StarCraft is no different. In the most recent season of the GSL Code S, there were almost 100 games played and I watched (nearly) all of them. The games were less than a month ago and already I can only remember details about a handful of them. That’s a lot of hours of games to watch for only brief moments of greatness. Similarly, there are dozens of players, including pros, streaming games every day, giving us the option to watch StarCraft at virtually any hour. Most of the time, these games are nothing to tweet home about (no one “writes home” anymore, so I think it’s time we modernized the phrase), but every once in a while there’s a match that even warrants its own thread. A match like the IdrA-Mvp ladder game from a couple days ago. I’m not claiming that this was the “Miracle on Shakuras Plateau” - although if it had been game seven of a GSL Finals I wouldn’t put it past me - it was more like the scene in D2: The Mighty Ducks when Team USA played street hockey against the kids from South Central L.A. The game was for bragging rights and street cred. And of course, to learn a few useful tricks for an eventual Junior Olympic hockey game/GSL match... I wonder what the SC2 equivalent of the “knuckle puck” would be?

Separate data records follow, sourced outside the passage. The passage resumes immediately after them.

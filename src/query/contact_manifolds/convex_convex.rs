use crate::math::Real;
use crate::query::contact_manifolds::ManifoldResult;
use crate::query::gjk::GjkPairDetector;
use crate::shape::SupportMap;

/// Updates the manifold of `result` with the closest points between two convex shapes.
///
/// Shapes further apart than their margins plus the contact breaking threshold don't generate
/// contacts. The manifold is refreshed afterward so stale points are removed.
///
/// Returns `true` if a contact was generated.
pub fn update_contact_manifold_convex_convex(
    gjk: &mut GjkPairDetector,
    shape_a: &dyn SupportMap,
    shape_b: &dyn SupportMap,
    result: &mut ManifoldResult,
) -> bool {
    let max_dist: Real =
        shape_a.margin() + shape_b.margin() + result.manifold().contact_breaking_threshold();
    let pos_a = *result.pos_a();
    let pos_b = *result.pos_b();

    let contact = gjk.closest_points(&pos_a, shape_a, &pos_b, shape_b, max_dist * max_dist);

    if let Some(contact) = &contact {
        result.add_contact_point(&contact.normal_on_b, &contact.point_on_b, contact.distance);
    }

    result.refresh_contact_points();
    contact.is_some()
}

Something that makes eSports different from traditional sports is that a game like this can happen spontaneously just by two world class players hitting the “find match” button at roughly the same time and entering into a 30 minute clash of the titans that would put the vast majority of GSL games to shame. Even in D2, Russ (Kenan Thompson’s character) had to heckle Team USA relentlessly for them to finally agree to a pickup game. Add in the fact that D2 was a fictional Disney movie from the mid 90s and it becomes clear that a game of this caliber, outside of professional competition, would be exceedingly rare in anything except eSports.
Words can’t do it justice, but here are the highlights from the IdrA-Mvp match for anyone who hasn’t seen it: Just about every single expansion gets taken (there may have been one or two left on Mvp’s side), many of those expansions get killed and rebuilt multiple times, at one point IdrA massacres about 30 marines with fungal growth, at various times throughout the game there are simultaneous battles going on at (approximately) 3,678 places around the map, during the final push to win, IdrA drops banelings from overlords, shoots infested terrans up onto siege tanks, sends ultras to finish off vulnerable expansions and instantly replenishes any lost forces. It was a thing of beauty. I’ve even heard unconfirmed reports that IdrA literally sprouted extra arms in order to multi-task so phenomenally - this must be where his Gracken nickname comes from.
I didn’t get to witness the game live, but I watched IdrA’s VOD. Seeing the game from his point of view gives you an even better sense of the speed at which he was jumping around the map, defending various marine drops, harassing with Mutas, saturating new expansions, and just generally being kickass. The insanity of the chat stream when the game was over and he alt tabbed to calmly type “you guys enjoyed that huh” was pretty sweet too. The live stream had almost 6,000 viewers, the VOD has over 22,000 views and the YouTube cast from Artosis is approaching 90,000. For a meaningless game that only netted IdrA 17 ladder points, it was kind of a big deal. And unlike Team USA playing a pickup game of hockey against a bunch of city kids, our game actually happened; this kind of awesomeness can only happen in eSports.